I always wanted to be a motocross racer but my occupational therapist pointed to my Teddy Pendergrass collection and said I was more cut out for working at a vintage record store. “Stick to bench racing,” she told me. The truth is I still live at home with my mom in Las Vegas where she works nights. Get your minds out of the gutter! She’s a bartender at Harrah’s and she serves a mean Skull. However, one time she saw me get a little squirrely on somebody’s Puch moped and faceplant in front of Caesar’s Palace so she laid down the rules: any activity on the internet and magazines was fine but if it involved real dirt that was too dangerous and aggressive and therefore forbidden.
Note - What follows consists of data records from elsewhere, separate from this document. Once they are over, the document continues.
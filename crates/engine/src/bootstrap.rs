use std::sync::Arc;

use thiserror::Error;
use tracing::{info, warn};

use snapquote_core::config::{AppConfig, ConfigError, LoadOptions};
use snapquote_db::repositories::{
    SqlIndustryPackStore, SqlPlatformConfigStore, SqlTenantSettingsStore,
};
use snapquote_db::{connect_with_settings, migrations, DbPool};

use crate::resolution::ResolutionEngine;

/// Everything a front-end (CLI today, HTTP later) needs after startup.
pub struct Application {
    pub config: AppConfig,
    pub db_pool: DbPool,
    pub engine: ResolutionEngine,
}

#[derive(Debug, Error)]
pub enum BootstrapError {
    #[error(transparent)]
    Config(#[from] ConfigError),
    #[error("database connection failed: {0}")]
    DatabaseConnect(#[source] sqlx::Error),
    #[error("database migration failed: {0}")]
    Migration(#[source] sqlx::migrate::MigrateError),
}

/// Loads configuration, then brings up the database and engine.
pub async fn bootstrap(options: LoadOptions) -> Result<Application, BootstrapError> {
    info!(
        event_name = "system.bootstrap.start",
        correlation_id = "bootstrap",
        "starting engine bootstrap"
    );
    let config = AppConfig::load(options)?;
    bootstrap_with_config(config).await
}

/// Brings up the database and engine from an already-validated config.
/// CLI commands load config themselves (for their own error reporting) and
/// enter here.
pub async fn bootstrap_with_config(config: AppConfig) -> Result<Application, BootstrapError> {
    let db_pool = connect_with_settings(
        &config.database.url,
        config.database.max_connections,
        config.database.timeout_secs,
    )
    .await
    .map_err(BootstrapError::DatabaseConnect)?;
    info!(
        event_name = "system.bootstrap.database_connected",
        correlation_id = "bootstrap",
        "database connection established"
    );

    migrations::run_pending(&db_pool).await.map_err(BootstrapError::Migration)?;
    info!(
        event_name = "system.bootstrap.migrations_applied",
        correlation_id = "bootstrap",
        "database migrations applied"
    );

    // Config validation already proved this parses; a failure here means
    // the environment changed underneath us, and the built-in baseline is
    // still a correct platform layer.
    let seed_patch = match config.platform.ai_defaults_patch() {
        Ok(patch) => patch,
        Err(error) => {
            warn!(
                event_name = "system.bootstrap.seed_patch_invalid",
                correlation_id = "bootstrap",
                error = %error,
                "platform AI defaults unusable; continuing with the built-in baseline"
            );
            None
        }
    };

    let has_platform_key = config.platform.has_openai_key();
    let engine = ResolutionEngine::new(
        Arc::new(SqlPlatformConfigStore::with_seed_patch(db_pool.clone(), seed_patch)),
        Arc::new(SqlIndustryPackStore::new(db_pool.clone())),
        Arc::new(SqlTenantSettingsStore::new(db_pool.clone())),
        has_platform_key,
    );
    info!(
        event_name = "system.bootstrap.engine_ready",
        correlation_id = "bootstrap",
        has_platform_key,
        "resolution engine ready"
    );

    Ok(Application { config, db_pool, engine })
}
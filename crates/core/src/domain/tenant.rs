use chrono::{DateTime, Utc};
use secrecy::{ExposeSecret, SecretString};
use serde::{Deserialize, Serialize};

use crate::domain::overlay::Overlay;
use crate::domain::platform::{MAX_QA_QUESTIONS, MIN_QA_QUESTIONS};

#[derive(Clone, Copy, Debug, Default, PartialEq, Eq, Serialize, Deserialize)]
#[serde(rename_all = "snake_case")]
pub enum ModelPreset {
    Fast,
    #[default]
    Balanced,
    Quality,
}

impl ModelPreset {
    /// Fixed estimator/Q&A pairs per preset. `Balanced` returns `None`:
    /// it defers to whatever platform and industry already resolved.
    pub fn model_pair(self) -> Option<(&'static str, &'static str)> {
        match self {
            ModelPreset::Fast => Some(("gpt-4o-mini", "gpt-4o-mini")),
            ModelPreset::Balanced => None,
            ModelPreset::Quality => Some(("gpt-4o", "gpt-4o")),
        }
    }

    pub fn as_str(self) -> &'static str {
        match self {
            ModelPreset::Fast => "fast",
            ModelPreset::Balanced => "balanced",
            ModelPreset::Quality => "quality",
        }
    }
}

/// How a tenant expresses its model choice. Validated at the write boundary
/// into a tagged variant rather than re-parsed from a free-text field on
/// every read.
#[derive(Clone, Debug, Default, PartialEq, Eq, Serialize, Deserialize)]
#[serde(tag = "kind", rename_all = "snake_case")]
pub enum ModelSelection {
    #[default]
    Inherit,
    Preset {
        name: ModelPreset,
    },
    Explicit {
        #[serde(default, skip_serializing_if = "Overlay::is_inherit")]
        estimator_model: Overlay<String>,
        #[serde(default, skip_serializing_if = "Overlay::is_inherit")]
        qa_model: Overlay<String>,
        #[serde(default, skip_serializing_if = "Overlay::is_inherit")]
        render_model: Overlay<String>,
    },
}

impl ModelSelection {
    fn normalized(self) -> Self {
        match self {
            ModelSelection::Explicit { estimator_model, qa_model, render_model } => {
                let estimator_model = estimator_model.normalized();
                let qa_model = qa_model.normalized();
                let render_model = render_model.normalized();
                if estimator_model.is_inherit()
                    && qa_model.is_inherit()
                    && render_model.is_inherit()
                {
                    ModelSelection::Inherit
                } else {
                    ModelSelection::Explicit { estimator_model, qa_model, render_model }
                }
            }
            other => other,
        }
    }

    pub fn is_inherit(&self) -> bool {
        matches!(self, ModelSelection::Inherit)
    }
}

#[derive(Clone, Debug, Default, PartialEq, Eq, Serialize, Deserialize)]
pub struct TenantPromptOverrides {
    #[serde(default, skip_serializing_if = "Overlay::is_inherit")]
    pub quote_estimator_system: Overlay<String>,
    #[serde(default, skip_serializing_if = "Overlay::is_inherit")]
    pub qa_question_generator_system: Overlay<String>,
    #[serde(default, skip_serializing_if = "Overlay::is_inherit")]
    pub extra_system_preamble: Overlay<String>,
}

impl TenantPromptOverrides {
    fn is_empty(&self) -> bool {
        self.quote_estimator_system.is_inherit()
            && self.qa_question_generator_system.is_inherit()
            && self.extra_system_preamble.is_inherit()
    }

    fn normalized(self) -> Self {
        Self {
            quote_estimator_system: self.quote_estimator_system.normalized(),
            qa_question_generator_system: self.qa_question_generator_system.normalized(),
            extra_system_preamble: self.extra_system_preamble.normalized(),
        }
    }
}

/// Tenant knobs for the render path. `style` is a key into the platform's
/// style presets, or free-form style text when no preset matches.
#[derive(Clone, Debug, Default, PartialEq, Eq, Serialize, Deserialize)]
pub struct RenderingPolicy {
    #[serde(default, skip_serializing_if = "Overlay::is_inherit")]
    pub prompt_addendum: Overlay<String>,
    #[serde(default, skip_serializing_if = "Overlay::is_inherit")]
    pub negative_guidance: Overlay<String>,
    #[serde(default, skip_serializing_if = "Overlay::is_inherit")]
    pub style: Overlay<String>,
    #[serde(default, skip_serializing_if = "Option::is_none")]
    pub enabled: Option<bool>,
}

impl RenderingPolicy {
    fn is_empty(&self) -> bool {
        self.prompt_addendum.is_inherit()
            && self.negative_guidance.is_inherit()
            && self.style.is_inherit()
            && self.enabled.is_none()
    }

    fn normalized(self) -> Self {
        Self {
            prompt_addendum: self.prompt_addendum.normalized(),
            negative_guidance: self.negative_guidance.normalized(),
            style: self.style.normalized(),
            enabled: self.enabled,
        }
    }
}

/// Per-tenant customization layered on top of platform + industry.
#[derive(Clone, Debug, Default, PartialEq, Eq, Serialize, Deserialize)]
pub struct TenantOverrides {
    #[serde(default)]
    pub models: ModelSelection,
    #[serde(default)]
    pub prompts: TenantPromptOverrides,
    #[serde(default, skip_serializing_if = "Option::is_none")]
    pub max_qa_questions: Option<u8>,
    #[serde(default)]
    pub rendering_policy: RenderingPolicy,
    #[serde(default, skip_serializing_if = "Option::is_none")]
    pub updated_at: Option<DateTime<Utc>>,
}

impl TenantOverrides {
    /// Write-boundary cleanup. Blank overlays become `Inherit`, an
    /// all-inherit explicit model selection collapses, and the question cap
    /// is clamped into its valid range.
    pub fn normalized(mut self) -> Self {
        self.models = self.models.normalized();
        self.prompts = self.prompts.normalized();
        self.max_qa_questions =
            self.max_qa_questions.map(|v| v.clamp(MIN_QA_QUESTIONS, MAX_QA_QUESTIONS));
        self.rendering_policy = self.rendering_policy.normalized();
        self
    }

    /// All-empty overrides must resolve identically to no override row at
    /// all; callers persist `None` instead of an empty record.
    pub fn is_empty(&self) -> bool {
        self.models.is_inherit()
            && self.prompts.is_empty()
            && self.max_qa_questions.is_none()
            && self.rendering_policy.is_empty()
    }
}

#[derive(Clone, Copy, Debug, Default, PartialEq, Eq, PartialOrd, Ord, Serialize, Deserialize)]
#[serde(rename_all = "snake_case")]
pub enum PlanTier {
    #[default]
    Free,
    Trial,
    Pro,
    Scale,
}

impl PlanTier {
    /// Plan gate for the platform-pooled credential. Free tenants must bring
    /// their own key.
    pub fn allows_platform_key(self) -> bool {
        !matches!(self, PlanTier::Free)
    }

    /// `None` is the sole unlimited sentinel.
    pub fn default_monthly_quote_limit(self) -> Option<u32> {
        match self {
            PlanTier::Free => Some(5),
            PlanTier::Trial => Some(25),
            PlanTier::Pro => Some(200),
            PlanTier::Scale => None,
        }
    }

    pub fn as_str(self) -> &'static str {
        match self {
            PlanTier::Free => "free",
            PlanTier::Trial => "trial",
            PlanTier::Pro => "pro",
            PlanTier::Scale => "scale",
        }
    }
}

/// Persisted tenant record: plan, credential, grace allowance, industry
/// provenance and the override bundle.
#[derive(Clone, Debug)]
pub struct TenantSettings {
    pub tenant_id: String,
    pub display_name: String,
    pub industry_key: Option<String>,
    pub plan_tier: PlanTier,
    pub monthly_quote_limit: Option<u32>,
    pub activation_grace_credits: i64,
    pub activation_grace_used: i64,
    pub openai_key: Option<SecretString>,
    pub overrides: Option<TenantOverrides>,
    pub created_at: DateTime<Utc>,
    pub updated_at: DateTime<Utc>,
}

impl TenantSettings {
    pub fn has_tenant_key(&self) -> bool {
        self.openai_key
            .as_ref()
            .map(|key| !key.expose_secret().trim().is_empty()) // ubs:ignore
            .unwrap_or(false)
    }
}
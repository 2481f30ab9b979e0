use async_trait::async_trait;
use secrecy::{ExposeSecret, SecretString};
use sqlx::sqlite::SqliteRow;
use sqlx::Row;

use snapquote_core::domain::tenant::{PlanTier, TenantOverrides, TenantSettings};

use super::{parse_timestamp, StoreError, TenantSettingsStore};
use crate::DbPool;

/// SQLite-backed tenant settings store.
pub struct SqlTenantSettingsStore {
    pool: DbPool,
}

impl SqlTenantSettingsStore {
    pub fn new(pool: DbPool) -> Self {
        Self { pool }
    }
}

#[async_trait]
impl TenantSettingsStore for SqlTenantSettingsStore {
    async fn get(&self, tenant_id: &str) -> Result<Option<TenantSettings>, StoreError> {
        let row = sqlx::query(
            "SELECT tenant_id, display_name, industry_key, plan_tier, monthly_quote_limit,
                    activation_grace_credits, activation_grace_used, openai_key, overrides_json,
                    created_at, updated_at
             FROM tenant_settings
             WHERE tenant_id = ?",
        )
        .bind(tenant_id)
        .fetch_optional(&self.pool)
        .await?;

        row.map(|row| row_to_tenant(&row)).transpose()
    }

    async fn upsert(&self, settings: &TenantSettings) -> Result<(), StoreError> {
        let overrides_json = settings
            .overrides
            .as_ref()
            .map(|overrides| {
                serde_json::to_string(overrides).map_err(|error| {
                    StoreError::Decode(format!("tenant overrides did not serialize: {error}"))
                })
            })
            .transpose()?;

        sqlx::query(
            "INSERT INTO tenant_settings
                 (tenant_id, display_name, industry_key, plan_tier, monthly_quote_limit,
                  activation_grace_credits, activation_grace_used, openai_key, overrides_json,
                  created_at, updated_at)
             VALUES (?, ?, ?, ?, ?, ?, ?, ?, ?, ?, ?)
             ON CONFLICT (tenant_id) DO UPDATE SET
                 display_name = excluded.display_name,
                 industry_key = excluded.industry_key,
                 plan_tier = excluded.plan_tier,
                 monthly_quote_limit = excluded.monthly_quote_limit,
                 activation_grace_credits = excluded.activation_grace_credits,
                 activation_grace_used = excluded.activation_grace_used,
                 openai_key = excluded.openai_key,
                 overrides_json = excluded.overrides_json,
                 created_at = excluded.created_at,
                 updated_at = excluded.updated_at",
        )
        .bind(&settings.tenant_id)
        .bind(&settings.display_name)
        .bind(&settings.industry_key)
        .bind(settings.plan_tier.as_str())
        .bind(settings.monthly_quote_limit.map(i64::from))
        .bind(settings.activation_grace_credits)
        .bind(settings.activation_grace_used)
        .bind(settings.openai_key.as_ref().map(|key| key.expose_secret().to_string())) // ubs:ignore
        .bind(overrides_json)
        .bind(settings.created_at.to_rfc3339())
        .bind(settings.updated_at.to_rfc3339())
        .execute(&self.pool)
        .await?;

        Ok(())
    }

    async fn save_overrides(
        &self,
        tenant_id: &str,
        overrides: Option<&TenantOverrides>,
    ) -> Result<bool, StoreError> {
        let overrides_json = overrides
            .map(|overrides| {
                serde_json::to_string(overrides).map_err(|error| {
                    StoreError::Decode(format!("tenant overrides did not serialize: {error}"))
                })
            })
            .transpose()?;

        let result = sqlx::query(
            "UPDATE tenant_settings SET overrides_json = ?, updated_at = ? WHERE tenant_id = ?",
        )
        .bind(overrides_json)
        .bind(chrono::Utc::now().to_rfc3339())
        .bind(tenant_id)
        .execute(&self.pool)
        .await?;

        Ok(result.rows_affected() > 0)
    }
}

fn row_to_tenant(row: &SqliteRow) -> Result<TenantSettings, StoreError> {
    let tenant_id: String = row.try_get("tenant_id")?;
    let plan_tier_raw: String = row.try_get("plan_tier")?;
    let created_at_raw: String = row.try_get("created_at")?;
    let updated_at_raw: String = row.try_get("updated_at")?;

    let industry_key =
        row.try_get::<Option<String>, _>("industry_key")?.filter(|key| !key.trim().is_empty());

    // Corrupt or negative limits read as zero quota, never as unlimited.
    let monthly_quote_limit = row
        .try_get::<Option<i64>, _>("monthly_quote_limit")?
        .map(|limit| u32::try_from(limit).unwrap_or(0));

    let openai_key = row
        .try_get::<Option<String>, _>("openai_key")?
        .filter(|key| !key.trim().is_empty())
        .map(SecretString::from); // ubs:ignore

    let overrides = match row.try_get::<Option<String>, _>("overrides_json")? {
        Some(raw) if !raw.trim().is_empty() => match serde_json::from_str(&raw) {
            Ok(overrides) => Some(overrides),
            Err(error) => {
                tracing::warn!(
                    tenant_id = %tenant_id,
                    error = %error,
                    "tenant overrides blob unreadable; treating tenant as override-free"
                );
                None
            }
        },
        _ => None,
    };

    Ok(TenantSettings {
        plan_tier: parse_plan_tier(&tenant_id, &plan_tier_raw),
        display_name: row.try_get("display_name")?,
        industry_key,
        monthly_quote_limit,
        activation_grace_credits: row.try_get::<i64, _>("activation_grace_credits")?.max(0),
        activation_grace_used: row.try_get::<i64, _>("activation_grace_used")?.max(0),
        openai_key,
        overrides,
        created_at: parse_timestamp("tenant_settings.created_at", &created_at_raw)?,
        updated_at: parse_timestamp("tenant_settings.updated_at", &updated_at_raw)?,
        tenant_id,
    })
}

fn parse_plan_tier(tenant_id: &str, raw: &str) -> PlanTier {
    match raw {
        "free" => PlanTier::Free,
        "trial" => PlanTier::Trial,
        "pro" => PlanTier::Pro,
        "scale" => PlanTier::Scale,
        other => {
            // Unknown tiers read as the most restrictive plan.
            tracing::warn!(tenant_id = %tenant_id, plan_tier = %other, "unknown plan tier");
            PlanTier::Free
        }
    }
}
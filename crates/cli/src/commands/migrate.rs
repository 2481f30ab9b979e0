use crate::commands::CommandResult;
use snapquote_core::config::{AppConfig, LoadOptions};
use snapquote_db::{connect_with_settings, migrations};

pub fn run() -> CommandResult {
    let config = match AppConfig::load(LoadOptions::default()) {
        Ok(config) => config,
        Err(error) => {
            return CommandResult::failure(
                "migrate",
                "config_validation",
                format!("configuration issue: {error}"),
                2,
            );
        }
    };

    let runtime = match tokio::runtime::Builder::new_current_thread().enable_all().build() {
        Ok(runtime) => runtime,
        Err(error) => {
            return CommandResult::failure(
                "migrate",
                "runtime_init",
                format!("failed to initialize async runtime: {error}"),
                3,
            );
        }
    };

    let result = runtime.block_on(async {
        let pool = connect_with_settings(
            &config.database.url,
            config.database.max_connections,
            config.database.timeout_secs,
        )
        .await
        .map_err(|error| ("db_connectivity", error.to_string(), 4u8))?;
        migrations::run_pending(&pool)
            .await
            .map_err(|error| ("migration", error.to_string(), 5u8))?;
        pool.close().await;
        Ok::<(), (&'static str, String, u8)>(())
    });

    match result {
        Ok(()) => CommandResult::success("migrate", "applied pending migrations"),
        Err((error_class, message, exit_code)) => {
            CommandResult::failure("migrate", error_class, message, exit_code)
        }
    }
}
Needless to say, I’ve met some neat girls and racing buddies on the internet

And that’s what I love about internet chat rooms nobody knows I’m 5’11” and 135 lbs, not bad if you’re a 14 year old but when you’re twice that age it gets old when people ask you, “Where’s the beef?” I’m skinny as a spoke and it’s been said that I make Bill Gates look like James Dean. This Halloween I was going as a tire iron but my “friends” at the shop told me I’m such a tool all the time anyway that I should try dressing up for a change.

Anyway, the booty of duty-free swag on the line is enough to make any hooligan with a keyboard email his buddies to ask for their votes; kind of like when the Republicans (the party represented by an elephant) were accused of tampering with the votes in Florida to win the 2004 presidential election. My candidate, Ralph Nader didn’t win – what the toot?! I don’t have any friends but if you vote for me, I promise to donate the swag to nice little kids at the track who might someday grace the cover of Racer X!

Adam Heaney




As a young boy the biggest race of the year for me was the annual Halloween race at the local fairgrounds. All that you had to do to race was dish out the thirty five dollar entry fee (with the option to donate an extra five dollars to the Bill Gates Foundation) and wear a costume. The promoters were a bit on the dull side so it was easy for me, Teddy Pendergrass, to get by wearing grey sweats and a grey tee and pretending to be dressed up as a tire spoke.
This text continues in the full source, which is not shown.